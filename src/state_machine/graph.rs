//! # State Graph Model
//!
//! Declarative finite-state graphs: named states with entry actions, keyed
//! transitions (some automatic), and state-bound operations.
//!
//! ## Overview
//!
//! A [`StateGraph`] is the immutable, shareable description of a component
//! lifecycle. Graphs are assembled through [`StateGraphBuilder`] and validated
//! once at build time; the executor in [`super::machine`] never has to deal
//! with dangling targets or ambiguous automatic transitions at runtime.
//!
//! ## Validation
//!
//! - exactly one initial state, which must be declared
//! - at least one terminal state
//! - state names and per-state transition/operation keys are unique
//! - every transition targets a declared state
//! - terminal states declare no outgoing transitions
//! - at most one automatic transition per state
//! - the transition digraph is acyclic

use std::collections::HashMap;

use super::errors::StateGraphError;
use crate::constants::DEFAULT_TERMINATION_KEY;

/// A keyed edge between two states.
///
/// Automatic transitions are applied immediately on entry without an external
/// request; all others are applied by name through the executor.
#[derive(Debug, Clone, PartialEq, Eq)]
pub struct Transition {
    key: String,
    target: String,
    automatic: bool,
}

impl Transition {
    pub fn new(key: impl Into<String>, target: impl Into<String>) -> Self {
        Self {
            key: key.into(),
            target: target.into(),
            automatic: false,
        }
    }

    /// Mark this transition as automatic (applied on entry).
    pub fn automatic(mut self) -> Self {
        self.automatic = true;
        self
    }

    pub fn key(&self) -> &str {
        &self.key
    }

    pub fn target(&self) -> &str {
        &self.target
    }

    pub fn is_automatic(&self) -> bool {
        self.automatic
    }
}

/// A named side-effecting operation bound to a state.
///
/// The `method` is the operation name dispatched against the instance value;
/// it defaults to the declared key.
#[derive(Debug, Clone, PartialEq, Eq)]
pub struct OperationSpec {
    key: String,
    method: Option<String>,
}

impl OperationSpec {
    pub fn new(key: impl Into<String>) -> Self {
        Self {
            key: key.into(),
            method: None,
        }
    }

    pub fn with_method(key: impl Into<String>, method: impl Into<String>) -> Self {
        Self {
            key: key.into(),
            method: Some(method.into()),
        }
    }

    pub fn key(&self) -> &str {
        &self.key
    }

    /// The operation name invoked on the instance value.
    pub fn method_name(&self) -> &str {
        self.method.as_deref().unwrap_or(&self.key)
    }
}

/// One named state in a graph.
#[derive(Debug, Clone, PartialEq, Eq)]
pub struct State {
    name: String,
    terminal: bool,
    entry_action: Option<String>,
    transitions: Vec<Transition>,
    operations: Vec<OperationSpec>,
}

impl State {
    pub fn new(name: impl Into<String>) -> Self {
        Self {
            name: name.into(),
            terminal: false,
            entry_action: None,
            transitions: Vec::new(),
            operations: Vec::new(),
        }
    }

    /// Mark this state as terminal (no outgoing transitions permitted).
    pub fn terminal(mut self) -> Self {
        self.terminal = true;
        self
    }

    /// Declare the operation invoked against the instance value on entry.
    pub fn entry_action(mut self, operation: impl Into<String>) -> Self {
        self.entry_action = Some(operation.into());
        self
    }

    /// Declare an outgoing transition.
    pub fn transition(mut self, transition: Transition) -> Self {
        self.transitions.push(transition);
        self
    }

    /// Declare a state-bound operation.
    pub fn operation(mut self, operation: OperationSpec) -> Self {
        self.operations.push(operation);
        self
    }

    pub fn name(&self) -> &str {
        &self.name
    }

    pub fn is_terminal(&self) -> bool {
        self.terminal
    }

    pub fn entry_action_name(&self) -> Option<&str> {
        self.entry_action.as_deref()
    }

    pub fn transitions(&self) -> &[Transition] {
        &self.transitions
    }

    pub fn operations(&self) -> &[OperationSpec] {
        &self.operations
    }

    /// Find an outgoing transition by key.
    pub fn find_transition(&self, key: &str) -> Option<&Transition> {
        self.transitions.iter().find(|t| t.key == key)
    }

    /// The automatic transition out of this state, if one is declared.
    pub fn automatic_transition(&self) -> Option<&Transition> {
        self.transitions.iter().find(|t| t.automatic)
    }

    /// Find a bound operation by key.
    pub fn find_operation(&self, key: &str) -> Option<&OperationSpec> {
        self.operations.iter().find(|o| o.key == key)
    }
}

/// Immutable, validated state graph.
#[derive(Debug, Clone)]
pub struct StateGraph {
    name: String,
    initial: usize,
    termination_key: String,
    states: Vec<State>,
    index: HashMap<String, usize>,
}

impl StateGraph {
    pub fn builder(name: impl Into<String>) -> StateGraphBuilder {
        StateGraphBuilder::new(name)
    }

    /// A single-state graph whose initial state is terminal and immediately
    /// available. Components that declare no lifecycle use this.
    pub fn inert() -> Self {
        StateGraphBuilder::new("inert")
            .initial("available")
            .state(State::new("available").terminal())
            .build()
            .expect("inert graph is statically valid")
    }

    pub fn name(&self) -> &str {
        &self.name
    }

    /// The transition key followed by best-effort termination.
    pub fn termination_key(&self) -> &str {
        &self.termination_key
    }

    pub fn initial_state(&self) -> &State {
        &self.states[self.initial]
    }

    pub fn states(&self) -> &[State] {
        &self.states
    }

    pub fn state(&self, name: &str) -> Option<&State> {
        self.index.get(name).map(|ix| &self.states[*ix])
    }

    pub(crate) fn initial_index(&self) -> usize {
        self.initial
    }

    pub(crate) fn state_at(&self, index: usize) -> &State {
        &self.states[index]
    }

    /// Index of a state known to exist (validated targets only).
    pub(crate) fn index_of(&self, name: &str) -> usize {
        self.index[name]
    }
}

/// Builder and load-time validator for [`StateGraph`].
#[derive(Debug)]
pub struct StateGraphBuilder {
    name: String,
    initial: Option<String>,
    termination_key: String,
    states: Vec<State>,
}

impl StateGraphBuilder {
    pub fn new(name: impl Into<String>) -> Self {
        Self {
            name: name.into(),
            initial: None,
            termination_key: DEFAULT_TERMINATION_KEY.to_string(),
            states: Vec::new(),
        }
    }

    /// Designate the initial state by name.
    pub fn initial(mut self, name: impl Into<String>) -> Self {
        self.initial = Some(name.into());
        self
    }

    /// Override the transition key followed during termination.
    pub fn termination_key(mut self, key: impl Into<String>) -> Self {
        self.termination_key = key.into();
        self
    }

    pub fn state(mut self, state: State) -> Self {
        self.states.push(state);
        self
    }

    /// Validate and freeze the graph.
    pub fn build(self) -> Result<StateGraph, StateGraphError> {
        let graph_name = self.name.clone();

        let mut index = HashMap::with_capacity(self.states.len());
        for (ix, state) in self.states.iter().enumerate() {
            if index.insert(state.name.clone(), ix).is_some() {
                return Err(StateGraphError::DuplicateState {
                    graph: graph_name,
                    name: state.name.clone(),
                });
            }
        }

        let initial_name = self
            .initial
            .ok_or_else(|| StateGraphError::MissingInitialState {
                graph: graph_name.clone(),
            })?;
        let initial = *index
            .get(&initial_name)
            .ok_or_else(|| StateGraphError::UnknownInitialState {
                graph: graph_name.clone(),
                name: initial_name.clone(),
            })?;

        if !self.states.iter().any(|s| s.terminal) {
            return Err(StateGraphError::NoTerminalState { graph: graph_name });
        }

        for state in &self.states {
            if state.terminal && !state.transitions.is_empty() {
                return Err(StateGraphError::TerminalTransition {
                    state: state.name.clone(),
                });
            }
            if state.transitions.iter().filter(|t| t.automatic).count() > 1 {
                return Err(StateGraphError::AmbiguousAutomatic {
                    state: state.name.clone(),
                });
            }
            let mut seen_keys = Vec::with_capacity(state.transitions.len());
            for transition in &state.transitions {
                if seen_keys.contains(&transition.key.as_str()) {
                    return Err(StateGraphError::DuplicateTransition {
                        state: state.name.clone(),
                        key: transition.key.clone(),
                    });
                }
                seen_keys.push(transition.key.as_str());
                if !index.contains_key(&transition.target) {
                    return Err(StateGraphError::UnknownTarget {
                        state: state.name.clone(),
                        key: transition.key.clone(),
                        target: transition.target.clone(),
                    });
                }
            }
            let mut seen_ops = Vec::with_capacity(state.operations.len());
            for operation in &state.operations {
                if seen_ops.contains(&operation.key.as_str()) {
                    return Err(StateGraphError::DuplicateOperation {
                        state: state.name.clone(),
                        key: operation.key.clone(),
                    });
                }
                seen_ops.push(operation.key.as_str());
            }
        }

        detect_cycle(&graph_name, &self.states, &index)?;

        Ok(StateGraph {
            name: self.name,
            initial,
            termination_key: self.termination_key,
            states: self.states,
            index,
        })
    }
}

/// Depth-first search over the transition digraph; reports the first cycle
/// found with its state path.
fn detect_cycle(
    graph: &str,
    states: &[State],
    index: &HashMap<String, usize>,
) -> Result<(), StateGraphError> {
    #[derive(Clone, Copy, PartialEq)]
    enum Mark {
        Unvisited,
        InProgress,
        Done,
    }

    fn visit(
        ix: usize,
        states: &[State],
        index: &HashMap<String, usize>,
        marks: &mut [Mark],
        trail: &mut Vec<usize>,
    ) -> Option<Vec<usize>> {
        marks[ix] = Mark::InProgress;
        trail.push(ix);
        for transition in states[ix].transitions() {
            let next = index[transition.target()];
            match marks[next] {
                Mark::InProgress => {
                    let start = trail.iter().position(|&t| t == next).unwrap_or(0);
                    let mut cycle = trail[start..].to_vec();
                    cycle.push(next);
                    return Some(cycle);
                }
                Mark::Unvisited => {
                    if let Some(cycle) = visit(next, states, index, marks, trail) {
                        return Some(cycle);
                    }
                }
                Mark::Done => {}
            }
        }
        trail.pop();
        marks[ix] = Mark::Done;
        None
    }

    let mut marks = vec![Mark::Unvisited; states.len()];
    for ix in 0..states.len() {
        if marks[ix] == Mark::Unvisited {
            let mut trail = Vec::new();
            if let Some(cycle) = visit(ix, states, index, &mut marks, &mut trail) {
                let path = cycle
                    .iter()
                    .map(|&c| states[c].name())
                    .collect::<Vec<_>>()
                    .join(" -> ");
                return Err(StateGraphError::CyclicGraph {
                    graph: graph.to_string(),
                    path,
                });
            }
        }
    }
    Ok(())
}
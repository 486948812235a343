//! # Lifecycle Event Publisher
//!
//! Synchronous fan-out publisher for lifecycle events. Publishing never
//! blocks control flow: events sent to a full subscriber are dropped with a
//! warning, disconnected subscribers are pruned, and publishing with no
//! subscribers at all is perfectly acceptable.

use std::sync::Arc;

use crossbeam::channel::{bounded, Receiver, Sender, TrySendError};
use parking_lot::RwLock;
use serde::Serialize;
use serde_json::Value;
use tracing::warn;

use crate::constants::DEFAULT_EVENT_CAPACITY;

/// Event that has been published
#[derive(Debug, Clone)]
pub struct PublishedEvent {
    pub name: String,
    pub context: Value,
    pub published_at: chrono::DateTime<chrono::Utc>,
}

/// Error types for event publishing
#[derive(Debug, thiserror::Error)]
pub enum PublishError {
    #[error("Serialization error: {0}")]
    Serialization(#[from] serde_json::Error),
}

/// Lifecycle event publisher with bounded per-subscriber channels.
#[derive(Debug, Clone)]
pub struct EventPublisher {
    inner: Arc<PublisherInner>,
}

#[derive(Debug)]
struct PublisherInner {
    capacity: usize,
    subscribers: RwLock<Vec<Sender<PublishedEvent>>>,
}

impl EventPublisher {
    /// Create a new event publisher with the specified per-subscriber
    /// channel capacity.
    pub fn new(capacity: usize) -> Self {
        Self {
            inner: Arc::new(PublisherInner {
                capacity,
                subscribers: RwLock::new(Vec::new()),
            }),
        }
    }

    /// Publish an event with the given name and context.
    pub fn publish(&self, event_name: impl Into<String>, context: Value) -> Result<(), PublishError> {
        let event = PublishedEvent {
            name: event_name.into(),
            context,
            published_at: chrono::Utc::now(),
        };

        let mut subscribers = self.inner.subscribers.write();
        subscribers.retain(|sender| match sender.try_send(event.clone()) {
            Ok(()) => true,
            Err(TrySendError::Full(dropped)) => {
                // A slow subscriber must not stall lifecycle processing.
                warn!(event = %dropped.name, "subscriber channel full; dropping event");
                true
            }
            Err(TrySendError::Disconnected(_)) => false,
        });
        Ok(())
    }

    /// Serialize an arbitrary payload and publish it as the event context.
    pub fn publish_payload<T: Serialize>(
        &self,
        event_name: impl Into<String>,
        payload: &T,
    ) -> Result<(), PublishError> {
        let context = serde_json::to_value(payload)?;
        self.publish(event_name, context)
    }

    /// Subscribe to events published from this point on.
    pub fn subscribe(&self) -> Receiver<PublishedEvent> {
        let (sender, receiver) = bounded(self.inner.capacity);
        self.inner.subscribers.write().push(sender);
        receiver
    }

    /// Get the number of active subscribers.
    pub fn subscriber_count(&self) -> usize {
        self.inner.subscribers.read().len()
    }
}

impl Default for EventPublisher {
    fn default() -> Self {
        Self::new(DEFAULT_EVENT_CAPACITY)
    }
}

______________________________

## Work to be completed
Beginning with the first line of the records above, reproduce each line exactly, ending at the line that contains "keys are unique", and leave out everything else.

## Expected answer
filename src/state_machine/graph.rs
//! # State Graph Model
//!
//! Declarative finite-state graphs: named states with entry actions, keyed
//! transitions (some automatic), and state-bound operations.
//!
//! ## Overview
//!
//! A [`StateGraph`] is the immutable, shareable description of a component
//! lifecycle. Graphs are assembled through [`StateGraphBuilder`] and validated
//! once at build time; the executor in [`super::machine`] never has to deal
//! with dangling targets or ambiguous automatic transitions at runtime.
//!
//! ## Validation
//!
//! - exactly one initial state, which must be declared
//! - at least one terminal state
//! - state names and per-state transition/operation keys are unique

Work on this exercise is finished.